Asked about the distinction between Paley's design argument and St. Thomas Aquinas' Fifth Way, he obligingly answered:
Teleology can be either inherent in the nature of a thing (as an acorn has an inherent tendency to become an oak) or imposed from outside (as the materials that make up a coffee machine have no inherent tendency at all to make coffee, but must be forced to do so by an artisan). The former, immanent sort of teleology is what Aristotelians mean by final cause, and what Aquinas is interested in in the Fifth Way. When one denies final causes, the only sort of teleology left is the latter, extrinsic sort, which is what Paley is interested in. Hence the design argument's tendency to characterize the world as a machine or artifact.

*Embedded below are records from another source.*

// src/global.rs
//! Process-wide scheduler for code (drivers, interrupt handlers) that has no
//! scheduler reference threaded through to it.

use crate::builder::CallbackBuilder;
use crate::clock::SystemClock;
use crate::entry::Handle;
use crate::errors::Result;
use crate::scheduler::{Scheduler, SchedulerConfig};
use once_cell::sync::OnceCell;
use std::sync::Arc;

static GLOBAL: OnceCell<Scheduler> = OnceCell::new();

/// Install the process scheduler. Fails (handing it back) if one is already
/// installed, including the default one created by an earlier [`scheduler`].
pub fn install(s: Scheduler) -> std::result::Result<(), Scheduler> {
    GLOBAL.set(s)
}

/// The process scheduler; a `SystemClock` one with default config unless
/// [`install`] ran first.
pub fn scheduler() -> &'static Scheduler {
    GLOBAL.get_or_init(|| Scheduler::new(Arc::new(SystemClock::new()), SchedulerConfig::default()))
}

pub fn post_callback<F>(action: F) -> Result<CallbackBuilder<'static>>
where
    F: FnMut() + Send + 'static,
{
    scheduler().post(action)
}

pub fn cancel_callback(handle: Handle) {
    scheduler().cancel(handle)
}

#[cfg(test)]
mod tests {
    use super::*;
    use crate::entry::EntryState;
    use crate::time::milliseconds;

    // The cell is process-wide, so everything lives in one test.
    #[test]
    fn global_post_and_cancel() {
        let first = scheduler();
        assert!(install(Scheduler::with_clock(Arc::new(SystemClock::new()))).is_err());
        assert!(std::ptr::eq(first, scheduler()));

        let h = post_callback(|| {})
            .unwrap()
            .delay(milliseconds(60_000))
            .unwrap()
            .handle();
        assert_eq!(scheduler().status(h), EntryState::Pending);
        cancel_callback(h);
        cancel_callback(h);
        assert_eq!(scheduler().status(h), EntryState::Retired);
    }
}
// thiserror-based error types for the posting API
use crate::time::Duration;
use thiserror::Error;

#[derive(Error, Debug, Clone, Copy, PartialEq, Eq)]
pub enum SchedError {
    /// Every slot of the fixed-capacity entry slab is live.
    #[error("resource exhausted: all {capacity} callback slots in use")]
    ResourceExhausted { capacity: usize },
    #[error("invalid {param}: {value}")]
    InvalidParameter { param: &'static str, value: Duration },
}

pub type Result<T> = std::result::Result<T, SchedError>;

pub(crate) fn check_delay(d: Duration) -> Result<Duration> {
    if d.is_negative() {
        return Err(SchedError::InvalidParameter { param: "delay", value: d });
    }
    Ok(d)
}

pub(crate) fn check_tolerance(t: Duration) -> Result<Duration> {
    if t.is_negative() {
        return Err(SchedError::InvalidParameter { param: "tolerance", value: t });
    }
    Ok(t)
}

pub(crate) fn check_period(p: Duration) -> Result<Duration> {
    if !p.is_positive() {
        return Err(SchedError::InvalidParameter { param: "period", value: p });
    }
    Ok(p)
}

#[cfg(test)]
mod tests {
    use super::*;
    use crate::time::milliseconds;

    #[test]
    fn parameter_checks() {
        assert_eq!(check_delay(Duration::ZERO), Ok(Duration::ZERO));
        assert!(matches!(
            check_delay(milliseconds(-1)),
            Err(SchedError::InvalidParameter { param: "delay", .. })
        ));
        assert_eq!(check_tolerance(Duration::ZERO), Ok(Duration::ZERO));
        assert!(check_tolerance(milliseconds(-5)).is_err());
        assert!(check_period(Duration::ZERO).is_err());
        assert_eq!(check_period(milliseconds(1)), Ok(milliseconds(1)));
    }

    #[test]
    fn messages() {
        let e = SchedError::InvalidParameter { param: "period", value: milliseconds(0) };
        assert_eq!(e.to_string(), "invalid period: 0ms");
        let e = SchedError::ResourceExhausted { capacity: 4 };
        assert_eq!(e.to_string(), "resource exhausted: all 4 callback slots in use");
    }
}
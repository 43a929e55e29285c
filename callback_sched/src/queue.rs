// src/queue.rs
use crate::entry::Handle;
use crate::time::Instant;
use priority_queue::PriorityQueue;
use std::cmp::Reverse;

/// Ordering key: earliest instant first, then insertion order.
#[derive(Clone, Copy, Debug, PartialEq, Eq, PartialOrd, Ord, Hash)]
struct Key {
    earliest: Instant,
    seq: u64,
}

/// Pending entries ordered by their earliest execution instant (FIFO among
/// equals). Holds handles only; the entries themselves live in the slab.
#[derive(Debug)]
pub(crate) struct PendingQueue {
    heap: PriorityQueue<Handle, Reverse<Key>>,
    next_seq: u64,
}

impl PendingQueue {
    pub fn with_capacity(capacity: usize) -> Self {
        Self {
            heap: PriorityQueue::with_capacity(capacity),
            next_seq: 0,
        }
    }

    fn key(&mut self, earliest: Instant) -> Reverse<Key> {
        let seq = self.next_seq;
        self.next_seq = self.next_seq.wrapping_add(1);
        Reverse(Key { earliest, seq })
    }

    /// Insert, or move an already queued handle to the back of its new slot.
    pub fn push(&mut self, handle: Handle, earliest: Instant) {
        let key = self.key(earliest);
        self.heap.push(handle, key);
    }

    pub fn remove(&mut self, handle: Handle) -> bool {
        self.heap.remove(&handle).is_some()
    }

    pub fn contains(&self, handle: Handle) -> bool {
        self.heap.get(&handle).is_some()
    }

    pub fn peek(&self) -> Option<(Handle, Instant)> {
        self.heap.peek().map(|(h, Reverse(k))| (*h, k.earliest))
    }

    pub fn next_instant(&self) -> Option<Instant> {
        self.peek().map(|(_, at)| at)
    }

    /// Pop the head if its window has opened by `horizon`.
    pub fn pop_due(&mut self, horizon: Instant) -> Option<Handle> {
        match self.peek() {
            Some((_, at)) if at <= horizon => self.heap.pop().map(|(h, _)| h),
            _ => None,
        }
    }

    pub fn len(&self) -> usize {
        self.heap.len()
    }
}

#[cfg(test)]
mod tests {
    use super::*;
    use crate::entry::{Entry, Slab};
    use crate::time::milliseconds;
    use proptest::prelude::*;

    fn handles(n: usize) -> (Slab, Vec<Handle>) {
        let mut slab = Slab::new(n.max(1));
        let hs = (0..n)
            .map(|_| {
                slab.insert(Entry::new(Box::new(|| {}), Instant::ZERO, milliseconds(10), None))
                    .unwrap()
            })
            .collect();
        (slab, hs)
    }

    fn at(ms: u64) -> Instant {
        Instant::from_micros(ms * 1_000)
    }

    #[test]
    fn pops_in_time_order_only_when_due() {
        let (_slab, h) = handles(3);
        let mut q = PendingQueue::with_capacity(3);
        q.push(h[0], at(30));
        q.push(h[1], at(10));
        q.push(h[2], at(20));

        assert_eq!(q.next_instant(), Some(at(10)));
        assert_eq!(q.pop_due(at(5)), None);
        assert_eq!(q.pop_due(at(25)), Some(h[1]));
        assert_eq!(q.pop_due(at(25)), Some(h[2]));
        assert_eq!(q.pop_due(at(25)), None);
        assert_eq!(q.len(), 1);
    }

    #[test]
    fn equal_instants_are_fifo() {
        let (_slab, h) = handles(4);
        let mut q = PendingQueue::with_capacity(4);
        for &x in &h {
            q.push(x, at(7));
        }
        let order: Vec<_> = std::iter::from_fn(|| q.pop_due(at(7))).collect();
        assert_eq!(order, h);
    }

    #[test]
    fn remove_and_reschedule() {
        let (_slab, h) = handles(3);
        let mut q = PendingQueue::with_capacity(3);
        q.push(h[0], at(1));
        q.push(h[1], at(2));
        q.push(h[2], at(3));

        assert!(q.remove(h[0]));
        assert!(!q.remove(h[0]));
        assert!(!q.contains(h[0]));

        // moving h[1] behind h[2]
        q.push(h[1], at(3));
        assert_eq!(q.len(), 2);
        assert_eq!(q.pop_due(at(3)), Some(h[2]));
        assert_eq!(q.pop_due(at(3)), Some(h[1]));
        assert_eq!(q.len(), 0);
    }

    proptest! {
        #[test]
        fn drain_is_sorted_by_instant_then_insertion(instants in proptest::collection::vec(0u64..8, 1..48)) {
            let (_slab, h) = handles(instants.len());
            let mut q = PendingQueue::with_capacity(instants.len());
            for (i, &t) in instants.iter().enumerate() {
                q.push(h[i], at(t));
            }

            let mut expected: Vec<(u64, usize)> = instants.iter().copied().zip(0..).collect();
            expected.sort();
            let drained: Vec<Handle> = std::iter::from_fn(|| q.pop_due(at(u64::MAX / 1_000))).collect();
            let expected: Vec<Handle> = expected.into_iter().map(|(_, i)| h[i]).collect();
            prop_assert_eq!(drained, expected);
        }
    }
}
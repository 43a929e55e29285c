// thiserror-based error types for the runner
use callback_sched::SchedError;
use thiserror::Error;

#[derive(Error, Debug)]
pub enum RunnerError {
    #[error("IO: {0}")] Io(#[from] std::io::Error),
    #[error("Config: {0}")] Config(String),
    #[error("Schedule: {0}")] Schedule(#[from] SchedError),
}
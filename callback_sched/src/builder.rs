// src/builder.rs
use crate::entry::Handle;
use crate::errors::{Result, check_delay, check_period, check_tolerance};
use crate::scheduler::Scheduler;
use crate::time::Duration;

/// Chainable view over a freshly posted, already queued callback.
///
/// The entry is visible to the dispatch loop before the first builder call
/// returns. Producers that post from another thread and need a delay should
/// prefer [`Scheduler::post_with`], which commits the whole [`Timing`] at once.
#[derive(Debug)]
pub struct CallbackBuilder<'a> {
    scheduler: &'a Scheduler,
    handle: Handle,
}

impl<'a> CallbackBuilder<'a> {
    pub(crate) fn new(scheduler: &'a Scheduler, handle: Handle) -> Self {
        Self { scheduler, handle }
    }

    /// Earliest run becomes `now + d`.
    pub fn delay(self, d: Duration) -> Result<Self> {
        let d = check_delay(d)?;
        let now = self.scheduler.now();
        self.scheduler
            .reconfigure(self.handle, "delay", |e| e.earliest = now + d);
        Ok(self)
    }

    /// Window closes `t` after the earliest instant.
    pub fn tolerance(self, t: Duration) -> Result<Self> {
        let t = check_tolerance(t)?;
        self.scheduler
            .reconfigure(self.handle, "tolerance", |e| e.tolerance = t);
        Ok(self)
    }

    /// Re-arm every `p` after each run, phase-locked to the first window.
    pub fn period(self, p: Duration) -> Result<Self> {
        let p = check_period(p)?;
        self.scheduler
            .reconfigure(self.handle, "period", |e| e.period = Some(p));
        Ok(self)
    }

    pub fn handle(&self) -> Handle {
        self.handle
    }
}

impl From<CallbackBuilder<'_>> for Handle {
    fn from(b: CallbackBuilder<'_>) -> Handle {
        b.handle
    }
}

/// Complete timing for [`Scheduler::post_with`].
#[derive(Clone, Copy, Debug, Default, PartialEq, Eq)]
pub struct Timing {
    pub delay: Duration,
    /// `None` falls back to the scheduler's default tolerance.
    pub tolerance: Option<Duration>,
    pub period: Option<Duration>,
}

impl Timing {
    pub fn now() -> Self {
        Self::default()
    }

    pub fn after(delay: Duration) -> Self {
        Self { delay, ..Self::default() }
    }

    /// First run one period from now.
    pub fn every(period: Duration) -> Self {
        Self {
            delay: period,
            period: Some(period),
            ..Self::default()
        }
    }

    pub fn with_delay(self, delay: Duration) -> Self {
        Self { delay, ..self }
    }

    pub fn with_tolerance(self, tolerance: Duration) -> Self {
        Self { tolerance: Some(tolerance), ..self }
    }

    pub fn with_period(self, period: Duration) -> Self {
        Self { period: Some(period), ..self }
    }

    pub(crate) fn validate(self) -> Result<Self> {
        check_delay(self.delay)?;
        if let Some(t) = self.tolerance {
            check_tolerance(t)?;
        }
        if let Some(p) = self.period {
            check_period(p)?;
        }
        Ok(self)
    }
}
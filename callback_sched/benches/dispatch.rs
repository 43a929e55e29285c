use callback_sched::{ManualClock, Scheduler, SchedulerConfig, Timing, microseconds, milliseconds};
use criterion::{Criterion, criterion_group, criterion_main};
use std::sync::Arc;

fn scheduler(capacity: usize) -> (Arc<ManualClock>, Scheduler) {
    let clock = Arc::new(ManualClock::new());
    let s = Scheduler::new(
        clock.clone(),
        SchedulerConfig { capacity, ..SchedulerConfig::default() },
    );
    (clock, s)
}

// Post a burst with scattered delays, then drain it (the hot path of the loop)
fn bench_post_and_drain(c: &mut Criterion) {
    c.bench_function("post_drain_10_callbacks", |b| {
        let (clock, s) = scheduler(16);
        b.iter(|| {
            for i in 0..10 {
                s.post_with(Timing::after(microseconds((i * 37) % 100)), || {}).unwrap();
            }
            clock.advance(microseconds(100));
            std::hint::black_box(s.dispatch_due());
        });
    });

    c.bench_function("post_drain_100_callbacks", |b| {
        let (clock, s) = scheduler(128);
        b.iter(|| {
            for i in 0..100 {
                s.post_with(Timing::after(microseconds((i * 37) % 1_000)), || {}).unwrap();
            }
            clock.advance(microseconds(1_000));
            std::hint::black_box(s.dispatch_due());
        });
    });
}

// Post + cancel against a queue that already holds periodic work
fn bench_cancel(c: &mut Criterion) {
    c.bench_function("post_cancel_with_64_pending", |b| {
        let (_clock, s) = scheduler(128);
        for i in 0..64 {
            s.post_with(Timing::every(milliseconds(10 + i)), || {}).unwrap();
        }
        b.iter(|| {
            let h = s.post_with(Timing::after(milliseconds(5)), || {}).unwrap();
            s.cancel(h);
            std::hint::black_box(h);
        });
    });
}

criterion_group!(benches, bench_post_and_drain, bench_cancel);
criterion_main!(benches);
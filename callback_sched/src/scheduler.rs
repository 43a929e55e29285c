// src/scheduler.rs
use crate::builder::{CallbackBuilder, Timing};
use crate::clock::ClockSource;
use crate::entry::{Action, Entry, EntryState, Handle, Slab};
use crate::errors::{Result, SchedError};
use crate::queue::PendingQueue;
use crate::time::{Duration, Instant, milliseconds};
use parking_lot::{Mutex, MutexGuard};
use std::fmt;
use std::sync::Arc;
use tracing::{debug, trace, warn};

#[derive(Debug, Clone, Copy, PartialEq, Eq)]
pub struct SchedulerConfig {
    /// Upper bound on live entries (pending + executing).
    pub capacity: usize,
    /// Window applied when a post does not set a tolerance.
    pub default_tolerance: Duration,
}

impl Default for SchedulerConfig {
    fn default() -> Self {
        Self {
            capacity: 64,
            default_tolerance: milliseconds(10),
        }
    }
}

#[derive(Debug, Clone, Copy, Default, PartialEq, Eq)]
pub struct SchedulerStats {
    pub posted: u64,
    pub executed: u64,
    pub cancelled: u64,
    /// Periodic re-insertions after a run.
    pub rearmed: u64,
    /// Runs that started after their window closed.
    pub late: u64,
    pub rejected: u64,
}

/// The entry the dispatch loop is invoking right now.
#[derive(Debug, Clone, Copy, PartialEq, Eq)]
pub struct CurrentRun {
    pub handle: Handle,
    pub earliest: Instant,
    pub latest: Instant,
    /// 1 for the first run of the entry.
    pub run: u64,
}

/// State shared by producers and the dispatch loop; always behind the lock.
#[derive(Debug)]
pub(crate) struct Core {
    pub slab: Slab,
    pub queue: PendingQueue,
    /// Last instant handed to the clock source.
    pub armed: Option<Instant>,
    pub stats: SchedulerStats,
    pub executing: Option<CurrentRun>,
    pub draining: bool,
    pub stopping: bool,
}

impl Core {
    /// Point the clock at the current head of the queue.
    pub fn rearm(&mut self, clock: &dyn ClockSource) {
        let head = self.queue.next_instant();
        self.arm(clock, head);
    }

    pub fn arm(&mut self, clock: &dyn ClockSource, at: Option<Instant>) {
        if self.armed != at {
            self.armed = at;
            clock.arm(at);
        }
    }
}

struct Inner {
    clock: Arc<dyn ClockSource>,
    config: SchedulerConfig,
    core: Mutex<Core>,
}

/// Cooperative callback scheduler.
///
/// Cheap to clone; clones share one queue. Any thread may post, cancel or
/// reconfigure; only the thread running [`run`](Scheduler::run) (or
/// [`dispatch_due`](Scheduler::dispatch_due)) ever invokes actions, one at a
/// time and to completion. The internal lock is held for queue bookkeeping
/// only, never while an action runs, so actions are free to post and cancel.
#[derive(Clone)]
pub struct Scheduler {
    inner: Arc<Inner>,
}

impl Scheduler {
    pub fn new(clock: Arc<dyn ClockSource>, config: SchedulerConfig) -> Self {
        Self {
            inner: Arc::new(Inner {
                clock,
                config,
                core: Mutex::new(Core {
                    slab: Slab::new(config.capacity),
                    queue: PendingQueue::with_capacity(config.capacity),
                    armed: None,
                    stats: SchedulerStats::default(),
                    executing: None,
                    draining: false,
                    stopping: false,
                }),
            }),
        }
    }

    pub fn with_clock(clock: Arc<dyn ClockSource>) -> Self {
        Self::new(clock, SchedulerConfig::default())
    }

    pub fn config(&self) -> &SchedulerConfig {
        &self.inner.config
    }

    pub fn now(&self) -> Instant {
        self.inner.clock.now()
    }

    pub(crate) fn clock(&self) -> &dyn ClockSource {
        &*self.inner.clock
    }

    pub(crate) fn lock(&self) -> MutexGuard<'_, Core> {
        self.inner.core.lock()
    }

    /// Queue `action` to run as soon as possible with the default tolerance.
    /// The returned builder adjusts delay, tolerance and period in place.
    pub fn post<F>(&self, action: F) -> Result<CallbackBuilder<'_>>
    where
        F: FnMut() + Send + 'static,
    {
        let handle = self.insert(Box::new(action), Timing::now())?;
        Ok(CallbackBuilder::new(self, handle))
    }

    /// Queue `action` with its complete timing in one step.
    pub fn post_with<F>(&self, timing: Timing, action: F) -> Result<Handle>
    where
        F: FnMut() + Send + 'static,
    {
        let timing = timing.validate()?;
        self.insert(Box::new(action), timing)
    }

    fn insert(&self, action: Action, timing: Timing) -> Result<Handle> {
        let tolerance = timing
            .tolerance
            .unwrap_or(self.inner.config.default_tolerance);

        let mut guard = self.lock();
        let core = &mut *guard;
        if core.slab.len() >= core.slab.capacity() {
            core.stats.rejected += 1;
            let capacity = core.slab.capacity();
            drop(guard);
            warn!(capacity, "post rejected: callback slab full");
            return Err(SchedError::ResourceExhausted { capacity });
        }

        let earliest = self.now() + timing.delay;
        let handle = core
            .slab
            .insert(Entry::new(action, earliest, tolerance, timing.period))?;
        core.queue.push(handle, earliest);
        core.stats.posted += 1;
        core.rearm(self.clock());
        drop(guard);

        trace!(%handle, %earliest, %tolerance, period = ?timing.period, "posted");
        Ok(handle)
    }

    /// Withdraw a posted callback. A pending entry never runs; an executing
    /// one finishes but is not re-armed. Stale handles are ignored.
    pub fn cancel(&self, handle: Handle) {
        let mut guard = self.lock();
        let core = &mut *guard;
        let state = match core.slab.get(handle) {
            Some(e) => e.state,
            None => {
                drop(guard);
                trace!(%handle, "cancel ignored: stale handle");
                return;
            }
        };

        let removed = match state {
            EntryState::Pending => {
                core.queue.remove(handle);
                core.stats.cancelled += 1;
                let removed = core.slab.remove(handle);
                core.rearm(self.clock());
                removed
            }
            EntryState::Executing => {
                if let Some(e) = core.slab.get_mut(handle) {
                    e.state = EntryState::Cancelled;
                    // a one-shot run completes anyway; only a periodic one loses future runs
                    if e.period.is_some() {
                        core.stats.cancelled += 1;
                    }
                }
                None
            }
            EntryState::Cancelled | EntryState::Retired => None,
        };
        // the action may own arbitrary state; release it outside the lock
        drop(guard);
        drop(removed);
        trace!(%handle, ?state, "cancelled");
    }

    /// Apply a builder change to an entry that has not run yet.
    pub(crate) fn reconfigure(&self, handle: Handle, what: &'static str, apply: impl FnOnce(&mut Entry)) {
        let mut guard = self.lock();
        let core = &mut *guard;
        let outcome = match core.slab.get_mut(handle) {
            Some(e) if e.state == EntryState::Pending && e.runs == 0 => {
                let before = e.earliest;
                apply(e);
                Some((e.earliest != before).then_some(e.earliest))
            }
            _ => None,
        };
        match outcome {
            Some(Some(at)) => {
                debug_assert!(core.queue.contains(handle));
                core.queue.push(handle, at);
                core.rearm(self.clock());
            }
            Some(None) => {}
            None => {
                drop(guard);
                debug!(%handle, what, "builder change ignored: entry no longer pending");
            }
        }
    }

    /// `Retired` for handles whose entry is gone (finished, cancelled or unknown).
    pub fn status(&self, handle: Handle) -> EntryState {
        self.lock()
            .slab
            .get(handle)
            .map_or(EntryState::Retired, |e| e.state)
    }

    /// Entries waiting in the queue (excludes one currently executing).
    pub fn pending(&self) -> usize {
        self.lock().queue.len()
    }

    pub fn next_wakeup(&self) -> Option<Instant> {
        self.lock().queue.next_instant()
    }

    pub fn stats(&self) -> SchedulerStats {
        self.lock().stats
    }

    /// Window of the callback being invoked; `Some` only from inside an action.
    pub fn current(&self) -> Option<CurrentRun> {
        self.lock().executing
    }
}

impl fmt::Debug for Scheduler {
    fn fmt(&self, f: &mut fmt::Formatter<'_>) -> fmt::Result {
        let mut d = f.debug_struct("Scheduler");
        d.field("config", &self.inner.config);
        if let Some(core) = self.inner.core.try_lock() {
            d.field("pending", &core.queue.len())
                .field("live", &core.slab.len())
                .field("armed", &core.armed);
        }
        d.finish_non_exhaustive()
    }
}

For Aquinas, by contrast, final causality is evident in nature precisely insofar as it is not like an artifact[bold mine -kjj]. This is also why complexity matters so much to design argument defenders but not to Aquinas: Artifact-like objects can seem impossible to account for in terms of impersonal processes only to the extent that they are so intricate that their resulting from such processes is improbable. For Aquinas, by contrast, even something extremely simple like a match's tendency always to generate heat and flame specifically, unless impeded from outside, is an unmistakable mark of final causality. And for this reason, finality exists wherever regular causal patterns do (which is of course everywhere in nature, down to the level of basic physics); complex biological phenomena are not particularly important for the argument, being just one, fairly uncommon instance of final causality among others.
(Contrary to a common misconception, final cause is NOT equivalent to "function" in the biological sense; such functions are just one special case of a more general phenomenon. What is essential to final causes is just directedness towards an end, something evident in every regular causal relation, however simple. For Thomists, the main reason to believe in final causality is that without it efficient causality of any sort becomes unintelligible, thus opening the way to e.g. the standard Humean puzzles. All of this is explained in detail in [Feser's book] The Last Superstition: A Refutation of the New Atheism.)
Feser points out the simplicity St. Thomas can see in nature. While Paley cites the designedness of a complex watch as evidence, St. Thomas' Fifth Way may cite any pattern. He uses the image of an archer guiding an arrow, but only by way of analogy.
Those of us still under the influence of mechanistic physics may hope that Feser's book further addresses how teleology still is observable in nature.